Incluso apostaría a que, si en el futuro necesitaba más préstamos, Oliver estaría dispuesto a aceptar las condiciones de cualquier otra persona para mantenerla empleada y realizando favores aleatorios para el Ciervo Verde.

“¿Hubo algún resultado de tu misterioso examen que deba conocer?” preguntó Liza.

Siobhan, que casi había olvidado ya las pruebas del Profesor Lacer, sonrió. “Nada. Haces un trabajo impresionante.”

Liza hizo una mueca. “Por supuesto que sí.”

Cuando ella y Liza descansaron lo suficiente para recuperar cierta claridad mental, regresaron a la planta baja. Al final del día, habían logrado lanzar el hechizo de sueño en más de una docena de ratones. Siobhan no estaba en condiciones de concentrarse después, así que Liza se encargó del segundo conjunto de registros diagnósticos. El primer ratón dormido ya descansaba, mientras que su gemelo correteaba con los demás ratones despiertos, jugando con entusiasmo. Liza seguiría lanzando el hechizo en más ratones en los días siguientes, hasta que la muestra fuera de un tamaño razonable. Después de todo, no era como si realmente necesitara la ayuda de Siobhan.

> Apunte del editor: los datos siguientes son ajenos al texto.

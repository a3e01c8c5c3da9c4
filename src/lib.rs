// src/lib.rs
// Public library surface for the binary and integration tests.

pub mod config;
pub mod dates;
pub mod evidence;
pub mod fill;
pub mod ledger;
pub mod metrics;
pub mod notify;
pub mod oracle;
pub mod origin;
pub mod pipeline;
pub mod pool;
pub mod probe;
pub mod report;
pub mod schema;
pub mod url_norm;

// ---- Re-exports for stable public API ----
pub use crate::config::RadarConfig;
pub use crate::pipeline::{AssembledReport, RunContext, RunCounters};
pub use crate::report::{SourceItem, WeeklyReport};
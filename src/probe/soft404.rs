// src/probe/soft404.rs
//! "Not found" pages served with a success status.

use once_cell::sync::Lazy;
use regex::Regex;

/// Body bytes read for content checks.
pub const BODY_BUDGET: usize = 8 * 1024;

static SOFT_404_PATTERNS: Lazy<Vec<Regex>> = Lazy::new(|| {
    [
        r"(?i)<title>\s*404\s*</title>",
        r"(?i)<title>[^<]*\b404\s*(error|not\s+found|\||-|:)",
        r"(?i)\bpage\s+not\s+found\b",
        r"(?i)\b404\s*(-|:|\|)?\s*not\s+found\b",
        r"(?i)\bthis\s+page\s+(does\s+not|doesn't|doesn’t)\s+exist\b",
        r"(?i)\b(could|can)\s*not\s+be\s+found\b",
        r"(?i)\bthe\s+page\s+you\s*(are|were|’re|'re)\s+looking\s+for\b",
        r"(?i)\barticle\s+(is\s+)?no\s+longer\s+available\b",
        r"페이지를\s*찾을\s*수\s*없습니다",
        r"요청하신\s*페이지(가|를)?\s*(존재하지\s*않|찾을\s*수\s*없)",
        r"존재하지\s*않는\s*(페이지|기사|게시물)",
        r"(삭제|이동)되었거나\s*(존재하지|잘못된|변경)",
        r"기사를\s*찾을\s*수\s*없습니다",
    ]
    .into_iter()
    .map(|p| Regex::new(p).expect("soft-404 regex"))
    .collect()
});

pub fn looks_like_soft_404(body_prefix: &str) -> bool {
    SOFT_404_PATTERNS.iter().any(|re| re.is_match(body_prefix))
}

/// Reads at most `limit` body bytes chunk by chunk; a mid-body error keeps
/// whatever arrived.
pub async fn read_prefix(mut resp: reqwest::Response, limit: usize) -> String {
    let mut buf: Vec<u8> = Vec::with_capacity(limit.min(16 * 1024));
    while buf.len() < limit {
        match resp.chunk().await {
            Ok(Some(chunk)) => buf.extend_from_slice(&chunk),
            Ok(None) => break,
            Err(e) => {
                tracing::debug!(target: "probe", error = %e, "body read aborted");
                break;
            }
        }
    }
    buf.truncate(limit);
    String::from_utf8_lossy(&buf).into_owned()
}

pub fn is_html(resp: &reqwest::Response) -> bool {
    resp.headers()
        .get(reqwest::header::CONTENT_TYPE)
        .and_then(|v| v.to_str().ok())
        .is_some_and(|ct| {
            let ct = ct.to_ascii_lowercase();
            ct.contains("text/html") || ct.contains("application/xhtml")
        })
}

#[cfg(test)]
mod tests {
    use super::*;

    #[test]
    fn english_and_korean_phrases() {
        assert!(looks_like_soft_404("<html><title>404 | Acme</title>"));
        assert!(looks_like_soft_404("<title>404</title>"));
        assert!(looks_like_soft_404("<title>Acme - 404 Error</title>"));
        assert!(looks_like_soft_404("<h1>Page Not Found</h1>"));
        assert!(looks_like_soft_404("Sorry, the page you're looking for is gone"));
        assert!(looks_like_soft_404("<p>페이지를 찾을 수 없습니다.</p>"));
        assert!(looks_like_soft_404("요청하신 페이지가 존재하지 않습니다"));
        assert!(looks_like_soft_404("존재하지 않는 기사입니다"));
    }

    #[test]
    fn ordinary_articles_pass() {
        assert!(!looks_like_soft_404("<title>Acme raises $10M</title><p>Found 404 robots in stock</p>"));
        assert!(!looks_like_soft_404("<title>Acme ships 404 units</title>"));
        assert!(!looks_like_soft_404("<title>404 robots shipped | Acme</title>"));
        assert!(!looks_like_soft_404("<p>레인보우로보틱스가 신제품을 공개했다</p>"));
    }
}
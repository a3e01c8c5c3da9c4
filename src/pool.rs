// src/pool.rs
//! Bounded worker pool over a shared claim-next index.
//!
//! `concurrency` tokio tasks each claim the next unprocessed index with an
//! atomic `fetch_add` until the list is exhausted. Result order is not
//! preserved; callers key results by their input.

use std::future::Future;
use std::sync::atomic::{AtomicUsize, Ordering};
use std::sync::Arc;

pub async fn run_pool<T, R, F, Fut>(items: Vec<T>, concurrency: usize, f: F) -> Vec<R>
where
    T: Clone + Send + Sync + 'static,
    R: Send + 'static,
    F: Fn(T) -> Fut + Send + Sync + 'static,
    Fut: Future<Output = R> + Send + 'static,
{
    if items.is_empty() {
        return Vec::new();
    }
    let workers = concurrency.clamp(1, items.len());
    let items = Arc::new(items);
    let next = Arc::new(AtomicUsize::new(0));
    let f = Arc::new(f);

    let mut handles = Vec::with_capacity(workers);
    for _ in 0..workers {
        let items = Arc::clone(&items);
        let next = Arc::clone(&next);
        let f = Arc::clone(&f);
        handles.push(tokio::spawn(async move {
            let mut out = Vec::new();
            loop {
                let i = next.fetch_add(1, Ordering::Relaxed);
                let Some(item) = items.get(i) else {
                    break;
                };
                out.push(f(item.clone()).await);
            }
            out
        }));
    }

    let mut results = Vec::with_capacity(items.len());
    for h in handles {
        match h.await {
            Ok(mut part) => results.append(&mut part),
            Err(e) => tracing::warn!(error = %e, "pool worker panicked"),
        }
    }
    results
}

Según Liza, no había signos preocupantes inmediatos en ninguno de los ratones, ya estuvieran despiertos o dormidos. Siobhan ni siquiera trató de reprimir su ridícula sonrisa.

Liza le devolvió una pequeña sonrisa. “No eres tan terrible en esto como pensaba. Oliver debe haberte estado poniendo a trabajar duro.”

Siobhan se encogió de hombros de manera indefinida. “Me mantengo ocupada.”

“Es la única forma de evitar que todo se estanque.” Liza le ofreció un trozo de queso fundido entre dos rebanadas gruesas de pan, y luego la ahuyentó de su casa. “Vuelve pronto, y repasaremos los resultados. El hechizo debería durar al menos diez días, cubriendo a esos pequeñitos ratones. Espero que sean dos semanas completas.” Sin esperar respuesta, Liza cerró la puerta en su cara.